Culture · Festivals
Yi Insect King Festival
What it is
The Insect King Festival (虫王节, Chóng Wáng Jié) is observed by Yi communities in the Wumeng Mountain area, primarily in Liupanshui (Guizhou), Zhaotong (Yunnan) and Liangshan (Sichuan). It falls in late spring or early summer — the specific date follows the Yi calendar and varies by community, typically around the 3rd or 4th month of the Yi calendar, coinciding with the peak planting season when crops face the greatest risk from insects.
The ritual purpose
The festival's name states its purpose directly: the insect king (虫王) is a supernatural figure who governs the insect world. Propitiating the insect king with appropriate ceremony — offerings of grain, rice wine and burned paper — requests that insects spare the year's crops. The festival is primarily agricultural; it expresses the Yi community's close relationship with the mountain farming calendar.
In older accounts, the ceremony involved placing the offerings on a platform in a field at dawn, with chanting by the community elder or shaman-priest (毕摩, bì mó). The bimò is the Yi ritual specialist — keeper of Yi script, oral history and ceremonial knowledge.
What happens
- Bimò ceremony at dawn: the insect king offering at the community altar; recitation of Yi-language ritual texts.
- Communal feast: shared meal in the village square with roasted pig and buckwheat liquor.
- Yi wrestling and horse sports: communal games following the ceremony; the pattern mirrors the larger Torch Festival.

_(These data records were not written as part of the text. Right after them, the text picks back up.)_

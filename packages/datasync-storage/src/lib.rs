//! datasync-storage - collaborators of the incremental sync engine
//!
//! > Rows come in above a watermark, parameter records go out in one
//! > transaction per batch, and the watermark only moves forward.
//!
//! ## Layers
//!
//! - `domain`: models (`SourceRow`, `ParameterRecord`, ...) and port traits
//!   (`RowSource`, `SinkWriter`, `WatermarkStore`)
//! - `infrastructure`: adapters (SQLite row source/sink, MySQL sink, file
//!   watermark, in-memory test doubles)
//!
//! ## Usage
//!
//! ```rust,ignore
//! use datasync_storage::{AllowedLabels, RowSource, SqliteRowSource, SourceColumns};
//!
//! let pass = SqliteRowSource::new("pass", "data/pass.db", "Data", SourceColumns::default());
//! let rows = pass.fetch_since(watermark, &AllowedLabels::default()).await?;
//! ```

pub mod domain;
pub mod error;
pub mod infrastructure;

pub use error::{ErrorKind, Result, StorageError};

pub use domain::{
    AllowedLabels, BatchReport, CellValue, FixedFields, ParameterRecord, RowSource, SinkWriter,
    SourceColumns, SourceRow, WatermarkStore,
};
pub use infrastructure::{
    FileWatermarkStore, MemoryRowSource, MemorySinkWriter, MemoryWatermarkStore,
};

#[cfg(feature = "mysql")]
pub use infrastructure::{MySqlSinkOptions, MySqlSinkWriter, MySqlSslMode};
#[cfg(feature = "sqlite")]
pub use infrastructure::{SqliteRowSource, SqliteSinkWriter};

- Yi embroidery and textile display: women's festival garments in the distinctive Yi red, black and yellow palette are displayed and exchanged.
Where to see it
Liupanshui (六盘水) in Guizhou is the most accessible gateway. The festival is not widely publicised for outside visitors; local tourism offices in Liupanshui can indicate which villages hold public ceremonies in a given year. The setting — high mountain farmland at 1,500–2,000m, terraced fields — is visually compelling.
Travel impact
No national holiday relevance; minimal transport disruption. A niche destination for visitors with specific interest in Yi culture and minority festival traditions.